Contrapontos importantes
- Análise de impacto pelas empresas: as companhias deverão desde já analisar o impacto da reforma tributária sobre seus negócios, mantendo acompanhamento contínuo das mudanças legislativas. A partir de 2025, será essencial antever cálculos de carga tributária nos diversos cenários de suas atuações e projeções de crescimento, faturamento e expansão de mercado. A preparação antecipada permitirá que as empresas se adaptem de maneira mais eficiente às novas exigências fiscais;
- Carga tributária elevada: mesmo com a reforma tributária, será muito difícil uma redução significativa da carga tributária no Brasil. A alíquota prevista do IBS e CBS é de 26,5%, uma das mais altas do mundo. Além disso, a reforma tributária deveria estar acompanhada de uma reforma administrativa e política, que considerasse a redução da máquina pública. Sem essas reformas complementares, a carga tributária elevada pode continuar a ser um obstáculo para o desenvolvimento econômico;
- Endividamento tributário e compliance: as projeções indicam que haverá manutenção do endividamento tributário por parte das empresas, tendo em vista a necessidade de investir em compliance fiscal. Durante o período de transição da reforma, que acontecerá de 2026 a 2033, as empresas terão que manter tanto o velho sistema tributário quanto o novo em operação. Esse duplo esforço exigirá investimentos significativos em sistemas de gestão e conformidade fiscal, aumentando os custos operacionais.

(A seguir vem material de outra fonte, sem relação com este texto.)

use crate::driver::{DriverBackend, DriverHandle};
use crate::error::{Result, ScanError};
use crate::parser;
use crate::proxy::ProxyConfig;
use crate::result::SearchResult;
use crate::retry::{RetryPolicy, retry};
use crate::webdriver::{self, KEY_ENTER, Locator, Session, UNEXPECTED_ALERT};
use reqwest::Client;
use std::time::Duration;
use tokio::time::sleep;
use tracing::{debug, error, info, warn};

pub const RADAR_URL: &str = "https://www.immuniweb.com/radar/";

const SEARCH_BOX_ID: &str = "phishsearch-domain";
const RESULT_SECTION_IDS: [&str; 4] = [
    "potential-cybersquatting",
    "potential-typosquatting",
    "phishing-container",
    "social-networks",
];
const CYBER_EXPAND_XPATH: &str =
    "/html/body/div[3]/main/div[3]/div[5]/div/div[3]/div[2]/div[1]/div[2]/div/div/i";
const TYPO_EXPAND_XPATH: &str =
    "/html/body/div[3]/main/div[3]/div[5]/div/div[4]/div[2]/div[1]/div[2]/div/div/i";

/// Wait limits for the different stages of a lookup.
#[derive(Debug, Clone, PartialEq, Eq)]
pub struct SearchTimings {
    pub search_box: Duration,
    pub result_sections: Duration,
    pub expand_buttons: Duration,
    /// Pause after each expander click while the list loads.
    pub list_settle: Duration,
    pub poll_interval: Duration,
}

impl Default for SearchTimings {
    fn default() -> Self {
        Self {
            search_box: Duration::from_secs(20),
            result_sections: Duration::from_secs(30),
            expand_buttons: Duration::from_secs(3),
            list_settle: Duration::from_secs(10),
            poll_interval: Duration::from_millis(500),
        }
    }
}

/// Runs domain lookups against ImmuniWeb Radar through a WebDriver browser.
pub struct RadarSearcher {
    client: Client,
    backend: DriverBackend,
    base_url: String,
    proxy: Option<ProxyConfig>,
    headless: bool,
    keep_open: bool,
    timings: SearchTimings,
    retry_policy: RetryPolicy,
}

impl RadarSearcher {
    pub fn new(backend: DriverBackend) -> Self {
        Self {
            client: Client::new(),
            backend,
            base_url: RADAR_URL.to_string(),
            proxy: None,
            headless: false,
            keep_open: false,
            timings: SearchTimings::default(),
            retry_policy: RetryPolicy::default(),
        }
    }

    pub fn with_proxy(mut self, proxy: Option<ProxyConfig>) -> Self {
        self.proxy = proxy;
        self
    }

    pub fn with_headless(mut self, headless: bool) -> Self {
        self.headless = headless;
        self
    }

    /// Leave the browser open after the lookup, for debugging.
    pub fn with_keep_open(mut self, keep_open: bool) -> Self {
        self.keep_open = keep_open;
        self
    }

    pub fn with_timings(mut self, timings: SearchTimings) -> Self {
        self.timings = timings;
        self
    }

    pub fn with_retry_policy(mut self, policy: RetryPolicy) -> Self {
        self.retry_policy = policy;
        self
    }

    pub fn with_base_url(mut self, base_url: &str) -> Self {
        self.base_url = base_url.to_string();
        self
    }

    /// Look up one domain, re-running the whole browser session on timeouts.
    pub async fn search(&self, domain: &str) -> Result<SearchResult> {
        let label = format!("Search for {}", domain);
        retry(&self.retry_policy, &label, |_| self.search_once(domain)).await
    }

    async fn search_once(&self, domain: &str) -> Result<SearchResult> {
        info!("Searching {} @ {}...", domain, self.base_url);

        let driver = DriverHandle::start(&self.backend, &self.client, self.keep_open).await?;
        let capabilities = self.capabilities();

        let session = match Session::create(&self.client, driver.endpoint(), capabilities).await {
            Ok(session) => session.with_poll_interval(self.timings.poll_interval),
            Err(e) => {
                let _ = driver.shutdown().await;
                return Err(e);
            }
        };

        let outcome = self.drive(&session, domain).await;

        if self.keep_open {
            debug!("Keeping webdriver open for search: {}!", domain);
            driver.detach();
        } else {
            debug!("Closing WebDriver session for search: {}.", domain);
            if let Err(e) = session.quit().await {
                warn!("Failed to close WebDriver session for {}: {}", domain, e);
            }
            if let Err(e) = driver.shutdown().await {
                warn!("Failed to stop WebDriver for {}: {}", domain, e);
            }
        }

        let (search_id, html) = outcome?;
        let mut result = SearchResult::new(domain.to_string());
        result.search_id = search_id;
        result.results = parser::parse_results_page(&html, domain)?;
        Ok(result)
    }

    fn capabilities(&self) -> serde_json::Value {
        let prefs = match &self.proxy {
            Some(proxy) => {
                debug!("Using proxy: {}", proxy);
                proxy.firefox_prefs()
            }
            None => serde_json::Map::new(),
        };
        webdriver::firefox_capabilities(prefs, self.headless)
    }

    /// Submit the search and expand both squatting lists. Returns the search
    /// id and the final page source.
    async fn drive(&self, session: &Session, domain: &str) -> Result<(Option<String>, String)> {
        session.navigate(&self.base_url).await?;

        let search_box = session
            .wait_for_clickable(&Locator::id(SEARCH_BOX_ID), self.timings.search_box)
            .await
            .map_err(|e| match e.webdriver_code() {
                Some(UNEXPECTED_ALERT) => ScanError::ProxyConnection(e.to_string()),
                _ => e,
            })?;

        session.click(&search_box).await?;
        session.send_keys(&search_box, domain).await?;
        session.send_keys(&search_box, KEY_ENTER).await?;

        for section in RESULT_SECTION_IDS {
            if let Err(e) = session
                .wait_for_clickable(&Locator::id(section), self.timings.result_sections)
                .await
            {
                error!("Could not find the elements. Proxy issue? {}", e);
                return Err(e);
            }
        }

        let mut expanders = Vec::with_capacity(2);
        for xpath in [CYBER_EXPAND_XPATH, TYPO_EXPAND_XPATH] {
            match session
                .wait_for_clickable(&Locator::xpath(xpath), self.timings.expand_buttons)
                .await
            {
                Ok(button) => expanders.push(button),
                Err(e) => {
                    warn!(
                        "Could not find expansion button for {}. Likely a locked IP. Retrying the request...",
                        domain
                    );
                    return Err(e);
                }
            }
        }

        for button in &expanders {
            session.click(button).await?;
            sleep(self.timings.list_settle).await;
        }

        let current_url = session.current_url().await?;
        let search_id = parser::extract_search_id(&current_url);
        match &search_id {
            Some(id) => debug!("Got our id: {}", id),
            None => debug!("No search id in {}", current_url),
        }

        let html = session.page_source().await?;
        Ok((search_id, html))
    }
}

Para entender melhor os impactos e desafios da reforma, é interessante analisar a entrevista realizada recentemente pela BBC News Brasil com o dr. Carlos Alberto Pinto, diretor do IBPT. Durante a entrevista, alguns pontos cruciais foram destacados:
- Aumento da arrecadação: o governo apresentou um aumento de arrecadação de mais de 8% em relação ao ano anterior, apesar de uma redução da carga tributária de 0,7% em comparação a 2022. Isso foi possível graças à ampliação da base de arrecadação, incluindo novas fontes como a taxação das compras internacionais e a tributação dos fundos exclusivos;
- Justiça fiscal e progressividade: Pinto enfatizou que a reforma busca justiça fiscal e progressividade, desonerando os de baixa renda e cobrando mais dos mais ricos. A relação entre carga tributária e IDH foi mencionada, destacando a necessidade de melhorias na qualidade de vida da população;
- Percepção pública: a percepção da população é de que o governo está cobrando mais impostos sem oferecer melhorias significativas em troca. Isso é um desafio que a reforma precisará enfrentar para ganhar aceitação pública, reforçando aqui a importância do estudo do IRBES mencionado anteriormente.
Um olhar para o futuro
A reforma tributária é um processo contínuo e a aprovação do PLP 68/2024 é apenas o começo. A segunda fase da reforma, que abordará a tributação de renda e lucros, ainda é incerta e dependerá do cenário político e eleitoral. No entanto, a expectativa é que as mudanças propostas resultem em um sistema tributário mais eficiente e justo, capaz de promover o desenvolvimento econômico e social do Brasil.
Em conclusão, a reforma tributária representa sim uma oportunidade única para modernizar o sistema tributário brasileiro. Se implementada com sucesso, pode trazer benefícios significativos para o país, as empresas e os cidadãos.
No entanto, será essencial continuarmos debatendo e monitorando de perto a implementação e os impactos da reforma para garantir que os objetivos de simplificação, justiça fiscal e desenvolvimento econômico sejam alcançados.